The only verifiably accurate information the caller gave, the juror's name and place of work, was ascertainable by anyone sitting in the courtroom during jury selection. Under the circumstances, once the judge asked Juror 8 whether she had seen any media reports about the case, and found her denial and puzzlement sincere, it was a reasonable exercise of discretion to not delve further into non-credible allegations. We are satisfied the judge properly exercised his discretion by weighing the relevant factors and applying the proper balance between them.

X.

In Point VIII of his brief, Jean-Baptiste argues the errors asserted on appeal cumulatively deprived him of a fair trial "as each error compounded the effect of the next."

"[E]ven when an individual error or series of errors does not rise to reversible error, when considered in combination, their cumulative effect can cast sufficient doubt on a verdict to require reversal." Jenewicz, 193 N.J. at 473. However, "[i]f a defendant alleges multiple trial errors, the theory of cumulative error will still not apply where no error was prejudicial and the trial was fair." State v. Weaver, 219 N.J. 131, 155 (2014). "When assessing whether defendant has received a fair trial, we must consider the impact of trial error on defendant's ability fairly to present his defense, and not just excuse error because of the strength of the State's case." Jenewicz, 193 N.J. at 473.

Still, "[t]he standard for review of a trial is neither as stringent nor as unforgiving as defendant asserts." State v. Wakefield, 190 N.J. 397, 537 (2007).

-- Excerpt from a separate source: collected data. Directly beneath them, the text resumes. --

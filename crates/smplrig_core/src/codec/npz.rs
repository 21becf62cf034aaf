//! Typed access to the arrays of an npz archive.
//!
//! Arrays may be stored as f32 or f64 (and index arrays as any 4- or 8-byte
//! integer); whatever is found is cast to the engine scalar. Fortran-order
//! files are handled by `ndarray-npy` itself.

use crate::error::SmplError;
use ndarray as nd;
use ndarray::prelude::*;
use ndarray_npy::NpzReader;
use std::io::{Read, Seek};

/// An opened archive plus its entry names, so a missing field can be told
/// apart from one stored at an unreadable width.
pub struct NpzArchive<R: Read + Seek> {
    npz: NpzReader<R>,
    names: Vec<String>,
}

impl<R: Read + Seek> NpzArchive<R> {
    pub fn new(reader: R) -> Result<Self, SmplError> {
        let mut npz = NpzReader::new(reader)?;
        let names = npz.names()?;
        Ok(Self { npz, names })
    }

    pub fn has(&self, name: &str) -> bool {
        self.names
            .iter()
            .any(|n| n == name || n.strip_suffix(".npy") == Some(name))
    }

    /// Float array of any rank; f64 entries are cast down to f32.
    pub fn float_dyn(&mut self, name: &str) -> Result<nd::ArrayD<f32>, SmplError> {
        if !self.has(name) {
            return Err(SmplError::MissingField { name: name.into() });
        }
        if let Ok(arr) = self.npz.by_name::<nd::OwnedRepr<f32>, nd::IxDyn>(name) {
            return Ok(arr);
        }
        if let Ok(arr) = self.npz.by_name::<nd::OwnedRepr<f64>, nd::IxDyn>(name) {
            return Ok(arr.mapv(|x| x as f32));
        }
        Err(SmplError::UnsupportedScalarWidth { name: name.into() })
    }

    pub fn float1(&mut self, name: &str, expected: usize) -> Result<Array1<f32>, SmplError> {
        let arr = self.float_dyn(name)?;
        expect_shape(name, arr.shape(), &[expected])?;
        to_dim(name, arr)
    }

    pub fn float2(
        &mut self,
        name: &str,
        expected: (usize, usize),
    ) -> Result<Array2<f32>, SmplError> {
        let arr = self.float_dyn(name)?;
        expect_shape(name, arr.shape(), &[expected.0, expected.1])?;
        to_dim(name, arr)
    }

    pub fn float3(
        &mut self,
        name: &str,
        expected: (usize, usize, usize),
    ) -> Result<Array3<f32>, SmplError> {
        let arr = self.float_dyn(name)?;
        expect_shape(name, arr.shape(), &[expected.0, expected.1, expected.2])?;
        to_dim(name, arr)
    }

    /// A 2d float array whose leading dimension is free, e.g. per-frame data.
    pub fn float2_rows(&mut self, name: &str, ncols: usize) -> Result<Array2<f32>, SmplError> {
        let arr = self.float_dyn(name)?;
        if arr.ndim() != 2 || arr.shape()[1] != ncols {
            return Err(SmplError::ShapeMismatch {
                name: name.into(),
                expected: vec![0, ncols],
                got: arr.shape().to_vec(),
            });
        }
        to_dim(name, arr)
    }

    /// A scalar stored as a zero- or one-element array.
    pub fn float_scalar(&mut self, name: &str) -> Result<f32, SmplError> {
        let arr = self.float_dyn(name)?;
        arr.iter().next().copied().ok_or(SmplError::ShapeMismatch {
            name: name.into(),
            expected: vec![1],
            got: arr.shape().to_vec(),
        })
    }

    /// Index array; u32/u64/i32/i64 entries are all cast to u32.
    pub fn index2(
        &mut self,
        name: &str,
        expected: (usize, usize),
    ) -> Result<Array2<u32>, SmplError> {
        if !self.has(name) {
            return Err(SmplError::MissingField { name: name.into() });
        }
        let arr: nd::ArrayD<u32> =
            if let Ok(arr) = self.npz.by_name::<nd::OwnedRepr<u32>, nd::IxDyn>(name) {
                arr
            } else if let Ok(arr) = self.npz.by_name::<nd::OwnedRepr<u64>, nd::IxDyn>(name) {
                arr.mapv(|x| x as u32)
            } else if let Ok(arr) = self.npz.by_name::<nd::OwnedRepr<i32>, nd::IxDyn>(name) {
                arr.mapv(|x| x as u32)
            } else if let Ok(arr) = self.npz.by_name::<nd::OwnedRepr<i64>, nd::IxDyn>(name) {
                arr.mapv(|x| x as u32)
            } else {
                return Err(SmplError::UnsupportedScalarWidth { name: name.into() });
            };
        expect_shape(name, arr.shape(), &[expected.0, expected.1])?;
        to_dim(name, arr)
    }
}

fn expect_shape(name: &str, got: &[usize], expected: &[usize]) -> Result<(), SmplError> {
    if got != expected {
        return Err(SmplError::ShapeMismatch {
            name: name.into(),
            expected: expected.to_vec(),
            got: got.to_vec(),
        });
    }
    Ok(())
}

fn to_dim<A, D: nd::Dimension>(name: &str, arr: nd::ArrayD<A>) -> Result<nd::Array<A, D>, SmplError> {
    let shape = arr.shape().to_vec();
    arr.into_dimensionality::<D>()
        .map_err(|_| SmplError::ShapeMismatch {
            name: name.into(),
            expected: Vec::new(),
            got: shape,
        })
}

#[cfg(test)]
mod tests {
    use super::*;
    use ndarray::array;
    use ndarray_npy::NpzWriter;
    use std::fs::File;

    fn sample_npz(dir: &std::path::Path) -> std::path::PathBuf {
        let path = dir.join("sample.npz");
        let mut npz = NpzWriter::new(File::create(&path).unwrap());
        npz.add_array("floats32", &array![[1.0f32, 2.0], [3.0, 4.0]])
            .unwrap();
        npz.add_array("floats64", &array![[1.5f64, 2.5], [3.5, 4.5]])
            .unwrap();
        npz.add_array("indices", &array![[0u64, 1, 2], [2, 1, 0]])
            .unwrap();
        npz.add_array("rate", &ndarray::arr0(120.0f64)).unwrap();
        npz.finish().unwrap();
        path
    }

    #[test]
    fn reads_both_float_widths() {
        let dir = tempfile::tempdir().unwrap();
        let path = sample_npz(dir.path());
        let mut npz = NpzArchive::new(File::open(path).unwrap()).unwrap();
        let a = npz.float2("floats32", (2, 2)).unwrap();
        assert_eq!(a[[1, 0]], 3.0);
        let b = npz.float2("floats64", (2, 2)).unwrap();
        assert_eq!(b[[0, 1]], 2.5);
    }

    #[test]
    fn casts_wide_indices() {
        let dir = tempfile::tempdir().unwrap();
        let path = sample_npz(dir.path());
        let mut npz = NpzArchive::new(File::open(path).unwrap()).unwrap();
        let f = npz.index2("indices", (2, 3)).unwrap();
        assert_eq!(f[[0, 2]], 2);
    }

    #[test]
    fn reads_scalars() {
        let dir = tempfile::tempdir().unwrap();
        let path = sample_npz(dir.path());
        let mut npz = NpzArchive::new(File::open(path).unwrap()).unwrap();
        assert_eq!(npz.float_scalar("rate").unwrap(), 120.0);
    }

    #[test]
    fn missing_field_is_distinguished() {
        let dir = tempfile::tempdir().unwrap();
        let path = sample_npz(dir.path());
        let mut npz = NpzArchive::new(File::open(path).unwrap()).unwrap();
        match npz.float2("absent", (2, 2)) {
            Err(SmplError::MissingField { name }) => assert_eq!(name, "absent"),
            other => panic!("expected MissingField, got {other:?}"),
        }
    }

    #[test]
    fn shape_mismatch_is_reported() {
        let dir = tempfile::tempdir().unwrap();
        let path = sample_npz(dir.path());
        let mut npz = NpzArchive::new(File::open(path).unwrap()).unwrap();
        match npz.float2("floats32", (4, 4)) {
            Err(SmplError::ShapeMismatch { got, .. }) => assert_eq!(got, vec![2, 2]),
            other => panic!("expected ShapeMismatch, got {other:?}"),
        }
    }
}
pub mod body;
pub mod metadata;
pub mod sequence;
pub mod smpl_model;
pub mod types;
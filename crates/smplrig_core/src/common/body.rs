use crate::common::smpl_model::SmplModel;
use crate::common::types::UpdateOptions;
use crate::error::SmplError;
use nalgebra as na;
use ndarray as nd;
use ndarray::linalg::general_mat_vec_mul;
use ndarray::prelude::*;
use smplrig_utils::numerical::{mul_affine, rodrigues, rotate_point, transform_point};
use std::path::Path;

/// One posable instance of a loaded model.
///
/// Holds the parameter vector
/// `[trans(3) | pose(3 Je) | hand_pca_l(P) | hand_pca_r(P) | shape(Bs)]`
/// and the buffers the forward pass writes. All buffers are sized once at
/// construction from the model configuration; [`update`](Self::update)
/// allocates nothing. Outputs hold zeros (or stale data) until `update` has
/// run after the last parameter change.
///
/// The body borrows the model, so the model cannot be dropped or reloaded
/// while any body of it is alive; template mutation during a concurrent
/// update is excluded the same way.
pub struct Body<'a> {
    pub model: &'a SmplModel,
    /// Parameter vector; mutate through the slice accessors or directly.
    pub params: nd::Array1<f32>,
    verts_shaped: nd::Array2<f32>,
    joints_shaped: nd::Array2<f32>,
    /// Per-joint row-major 3x4 affines, canonical to posed space.
    joint_transforms: nd::Array2<f32>,
    joints: nd::Array2<f32>,
    verts: nd::Array2<f32>,
    vert_transforms: nd::Array2<f32>,
    vert_transforms_valid: bool,
    // Scratch, reused across updates.
    full_pose: nd::Array1<f32>,
    blend_coeffs: nd::Array1<f32>,
}

impl<'a> Body<'a> {
    pub fn new(model: &'a SmplModel) -> Self {
        let config = &model.config;
        let n_verts = config.n_verts;
        let n_joints = config.n_joints();
        Self {
            model,
            params: nd::Array1::zeros(config.n_params()),
            verts_shaped: nd::Array2::zeros((n_verts, 3)),
            joints_shaped: nd::Array2::zeros((n_joints, 3)),
            joint_transforms: nd::Array2::zeros((n_joints, 12)),
            joints: nd::Array2::zeros((n_joints, 3)),
            verts: nd::Array2::zeros((n_verts, 3)),
            vert_transforms: nd::Array2::zeros((n_verts, 12)),
            vert_transforms_valid: false,
            full_pose: nd::Array1::zeros(3 * n_joints),
            blend_coeffs: nd::Array1::zeros(config.n_blend_shapes()),
        }
    }

    pub fn set_zero(&mut self) {
        self.params.fill(0.0);
    }

    // Parameter slices.

    pub fn trans(&self) -> ArrayView1<f32> {
        self.params.slice(s![0..3])
    }

    pub fn trans_mut(&mut self) -> ArrayViewMut1<f32> {
        self.params.slice_mut(s![0..3])
    }

    pub fn pose(&self) -> ArrayView1<f32> {
        let n = 3 * self.model.config.n_explicit_joints;
        self.params.slice(s![3..3 + n])
    }

    pub fn pose_mut(&mut self) -> ArrayViewMut1<f32> {
        let n = 3 * self.model.config.n_explicit_joints;
        self.params.slice_mut(s![3..3 + n])
    }

    /// Both hands' PCA coefficients, left then right. Empty when the model
    /// has no hand PCA.
    pub fn hand_pca(&self) -> ArrayView1<f32> {
        let start = 3 + 3 * self.model.config.n_explicit_joints;
        let p = self.model.config.n_hand_pca;
        self.params.slice(s![start..start + 2 * p])
    }

    pub fn hand_pca_l(&self) -> ArrayView1<f32> {
        let start = 3 + 3 * self.model.config.n_explicit_joints;
        let p = self.model.config.n_hand_pca;
        self.params.slice(s![start..start + p])
    }

    pub fn hand_pca_l_mut(&mut self) -> ArrayViewMut1<f32> {
        let start = 3 + 3 * self.model.config.n_explicit_joints;
        let p = self.model.config.n_hand_pca;
        self.params.slice_mut(s![start..start + p])
    }

    pub fn hand_pca_r(&self) -> ArrayView1<f32> {
        let start = 3 + 3 * self.model.config.n_explicit_joints + self.model.config.n_hand_pca;
        let p = self.model.config.n_hand_pca;
        self.params.slice(s![start..start + p])
    }

    pub fn hand_pca_r_mut(&mut self) -> ArrayViewMut1<f32> {
        let start = 3 + 3 * self.model.config.n_explicit_joints + self.model.config.n_hand_pca;
        let p = self.model.config.n_hand_pca;
        self.params.slice_mut(s![start..start + p])
    }

    pub fn shape(&self) -> ArrayView1<f32> {
        let n = self.model.config.n_shape_blends;
        let len = self.params.len();
        self.params.slice(s![len - n..])
    }

    pub fn shape_mut(&mut self) -> ArrayViewMut1<f32> {
        let n = self.model.config.n_shape_blends;
        let len = self.params.len();
        self.params.slice_mut(s![len - n..])
    }

    // Outputs, valid after `update`.

    /// Posed vertices, same order as the model template.
    pub fn verts(&self) -> ArrayView2<f32> {
        self.verts.view()
    }

    /// Shaped but unposed vertices.
    pub fn verts_shaped(&self) -> ArrayView2<f32> {
        self.verts_shaped.view()
    }

    /// Posed joint positions.
    pub fn joints(&self) -> ArrayView2<f32> {
        self.joints.view()
    }

    /// Shaped but unposed joint positions.
    pub fn joints_shaped(&self) -> ArrayView2<f32> {
        self.joints_shaped.view()
    }

    /// Per-joint row-major 3x4 affines, canonical to posed space.
    pub fn joint_transforms(&self) -> ArrayView2<f32> {
        self.joint_transforms.view()
    }

    /// Per-vertex rigid transforms, `weights * joint_transforms`, shape
    /// `(V, 12)`. Recomputed on first read after an update invalidated them.
    pub fn vert_transforms(&mut self) -> ArrayView2<f32> {
        if !self.vert_transforms_valid {
            self.model.weights.mul_into(
                &self.joint_transforms.view(),
                &mut self.vert_transforms.view_mut(),
            );
            self.vert_transforms_valid = true;
        }
        self.vert_transforms.view()
    }

    /// Runs the forward pass with default options.
    pub fn update(&mut self) {
        self.update_with(&UpdateOptions::default());
    }

    /// Runs the forward pass: blend shapes, joint regression, kinematic-tree
    /// propagation, linear blend skinning.
    pub fn update_with(&mut self, options: &UpdateOptions) {
        let model = self.model;
        let config = &model.config;
        let n_joints = config.n_joints();
        let n_explicit3 = 3 * config.n_explicit_joints;
        let n_shape = config.n_shape_blends;

        // Full pose: explicit joints first, hand joints recovered from the
        // PCA coefficients behind them.
        self.full_pose
            .slice_mut(s![0..n_explicit3])
            .assign(&self.params.slice(s![3..3 + n_explicit3]));
        if config.n_hand_pca_joints > 0 {
            let n_hand3 = 3 * config.n_hand_pca_joints;
            let p = config.n_hand_pca;
            let pca_start = 3 + n_explicit3;
            let mean_l = model.hand_mean_l.as_ref().expect("hand PCA mean loaded");
            let mean_r = model.hand_mean_r.as_ref().expect("hand PCA mean loaded");
            let comps_l = model
                .hand_comps_l
                .as_ref()
                .expect("hand PCA components loaded");
            let comps_r = model
                .hand_comps_r
                .as_ref()
                .expect("hand PCA components loaded");
            for row in 0..n_hand3 {
                let mut acc_l = mean_l[row];
                let mut acc_r = mean_r[row];
                for k in 0..p {
                    acc_l += comps_l[[row, k]] * self.params[pca_start + k];
                    acc_r += comps_r[[row, k]] * self.params[pca_start + p + k];
                }
                self.full_pose[n_explicit3 + row] = acc_l;
                self.full_pose[n_explicit3 + n_hand3 + row] = acc_r;
            }
        }

        // Local rotations into the transform slabs; rotation-minus-identity
        // of every non-root joint drives the pose blend shapes.
        let params_len = self.params.len();
        self.blend_coeffs
            .slice_mut(s![0..n_shape])
            .assign(&self.params.slice(s![params_len - n_shape..]));
        for i in 0..n_joints {
            let axis_angle = na::Vector3::new(
                self.full_pose[3 * i],
                self.full_pose[3 * i + 1],
                self.full_pose[3 * i + 2],
            );
            let rot = rodrigues(&axis_angle);
            for r in 0..3 {
                for c in 0..3 {
                    self.joint_transforms[[i, 4 * r + c]] = rot[(r, c)];
                }
            }
            if i > 0 {
                let base = n_shape + 9 * (i - 1);
                for r in 0..3 {
                    for c in 0..3 {
                        let eye = if r == c { 1.0 } else { 0.0 };
                        self.blend_coeffs[base + 3 * r + c] = rot[(r, c)] - eye;
                    }
                }
            }
        }

        // Blend shapes: one matrix-vector product over the packed basis.
        // Skipping the pose partition trades accuracy for the dominant cost.
        self.verts_shaped.assign(&model.verts);
        {
            let mut shaped_flat = self
                .verts_shaped
                .view_mut()
                .into_shape_with_order(3 * config.n_verts)
                .unwrap();
            if options.enable_pose_blendshapes {
                general_mat_vec_mul(
                    1.0,
                    &model.blend_shapes,
                    &self.blend_coeffs,
                    1.0,
                    &mut shaped_flat,
                );
            } else {
                general_mat_vec_mul(
                    1.0,
                    &model.blend_shapes.slice(s![.., 0..n_shape]),
                    &self.blend_coeffs.slice(s![0..n_shape]),
                    1.0,
                    &mut shaped_flat,
                );
            }
        }

        // Joint regression: sparse (J, V) times dense (V, 3).
        model.joint_reg.mul_into(
            &self.verts_shaped.view(),
            &mut self.joints_shaped.view_mut(),
        );

        self.local_to_global();

        // Linear blend skinning. The weighted per-vertex transforms are only
        // materialized on demand; here each joint's transform is applied to
        // its weighted vertices directly.
        self.vert_transforms_valid = false;
        self.verts.fill(0.0);
        for j in 0..n_joints {
            let mut transform = [0.0f32; 12];
            for k in 0..12 {
                transform[k] = self.joint_transforms[[j, k]];
            }
            for (v, w) in model.weights.col(j) {
                let shaped = [
                    self.verts_shaped[[v, 0]],
                    self.verts_shaped[[v, 1]],
                    self.verts_shaped[[v, 2]],
                ];
                let posed = transform_point(&transform, shaped);
                self.verts[[v, 0]] += w * posed[0];
                self.verts[[v, 1]] += w * posed[1];
                self.verts[[v, 2]] += w * posed[2];
            }
        }
    }

    /// Completes the joint transforms from local to global space.
    ///
    /// Inputs: `trans`, `joints_shaped`, the rotation parts of
    /// `joint_transforms`. Outputs: `joints`, the full `joint_transforms`.
    /// Parents precede children in the parent array, so one forward pass
    /// suffices; the parent row is copied out before the current row is
    /// overwritten.
    fn local_to_global(&mut self) {
        let parents = &self.model.config.parents;

        // Root: translation column is the shaped joint plus the root trans.
        for k in 0..3 {
            let t = self.joints_shaped[[0, k]] + self.params[k];
            self.joint_transforms[[0, 4 * k + 3]] = t;
            self.joints[[0, k]] = t;
        }

        for i in 1..parents.len() {
            let p = parents[i];
            let mut parent_transform = [0.0f32; 12];
            let mut current = [0.0f32; 12];
            for k in 0..12 {
                parent_transform[k] = self.joint_transforms[[p, k]];
                current[k] = self.joint_transforms[[i, k]];
            }
            // Local translation relative to the parent joint.
            for k in 0..3 {
                current[4 * k + 3] = self.joints_shaped[[i, k]] - self.joints_shaped[[p, k]];
            }
            mul_affine(&parent_transform, &mut current);
            for k in 0..12 {
                self.joint_transforms[[i, k]] = current[k];
            }
            self.joints[[i, 0]] = current[3];
            self.joints[[i, 1]] = current[7];
            self.joints[[i, 2]] = current[11];
        }

        // Re-express each transform so it maps canonical vertices directly:
        // absorb the joint origin into the translation column.
        for i in 0..parents.len() {
            let mut transform = [0.0f32; 12];
            for k in 0..12 {
                transform[k] = self.joint_transforms[[i, k]];
            }
            let shaped = [
                self.joints_shaped[[i, 0]],
                self.joints_shaped[[i, 1]],
                self.joints_shaped[[i, 2]],
            ];
            let rotated = rotate_point(&transform, shaped);
            self.joint_transforms[[i, 3]] -= rotated[0];
            self.joint_transforms[[i, 7]] -= rotated[1];
            self.joint_transforms[[i, 11]] -= rotated[2];
        }
    }

    /// Writes the posed mesh as a Wavefront OBJ.
    pub fn save_obj(&self, path: &Path) -> Result<(), SmplError> {
        crate::codec::obj::save_obj(path, &self.verts.view(), &self.model.faces.view())
    }
}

Trials, particularly criminal trials, are not tidy things. The proper and rational standard is not perfection; as devised and administered by imperfect humans, no trial can ever be entirely free of even the smallest defect. Our goal, nonetheless, must always be fairness. "A defendant is entitled to a fair trial but not a perfect one."
[State v. R.B., 183 N.J. 308, 333-34 (2005) (quoting Lutwak v. United States, 344 U.S. 604, 619 (1953)).]

Although Jean-Baptiste's trial was not perfect, we are satisfied that, on the whole, it was fair and "[o]ur obligation is to ensure that defendant had a fair trial." Jenewicz, 193 N.J. at 473.

XI.

In Points V, IX, and V of their respective briefs, Byrd, Jean-Baptiste, and Spraulding challenge their sentences as excessive.

Although Byrd's point heading in his brief states that "the sentence imposed is manifestly excessive," he does not present or suggest any argument to this effect. An issue not briefed on appeal is deemed waived. Sklodowsky v. Lushis, 417 N.J.Super. 648, 657 (App. Div. 2011).

Our sentencing standard of review is well established. We review sentences "in accordance with a deferential standard," State v. Fuentes, 217 N.J. 57, 70 (2014), and are mindful that we "should not 'substitute [our] judgment for those of our sentencing courts,'" State v. Cuff, 239 N.J. 321, 347 (2019) (quoting State v. Case, 220 N.J. 49, 65 (2014)). Thus, we will

affirm the sentence unless (1) the sentencing guidelines were violated; (2) the aggravating and mitigating factors found by the sentencing court were not based upon competent and credible evidence in the record; or (3) "the application of the guidelines to the facts of [the] case makes the sentence clearly unreasonable so as to shock the judicial conscience."
[Fuentes, 217 N.J. at 70 (alteration in original) (quoting State v. Roth, 95 N.J. 334, 364-65 (1984)).]

Under New Jersey's penal code, "a sentencing court first must determine, pursuant to N.J.S.A. 2C:44-1(a) and (b), whether aggravating and mitigating factors apply. After balancing the factors, the trial court may impose a term within the permissible range for the offense." State v. Bieniek, 200 N.J. 601, 608 (2010). "[W]hen the mitigating factors preponderate, sentences will tend toward the lower end of the range, and when the aggravating factors preponderate, sentences will tend toward the higher end of the range." Case, 220 N.J. at 64-65 (alteration in original) (quoting State v. Natale, 184 N.J. 458, 488 (2005)).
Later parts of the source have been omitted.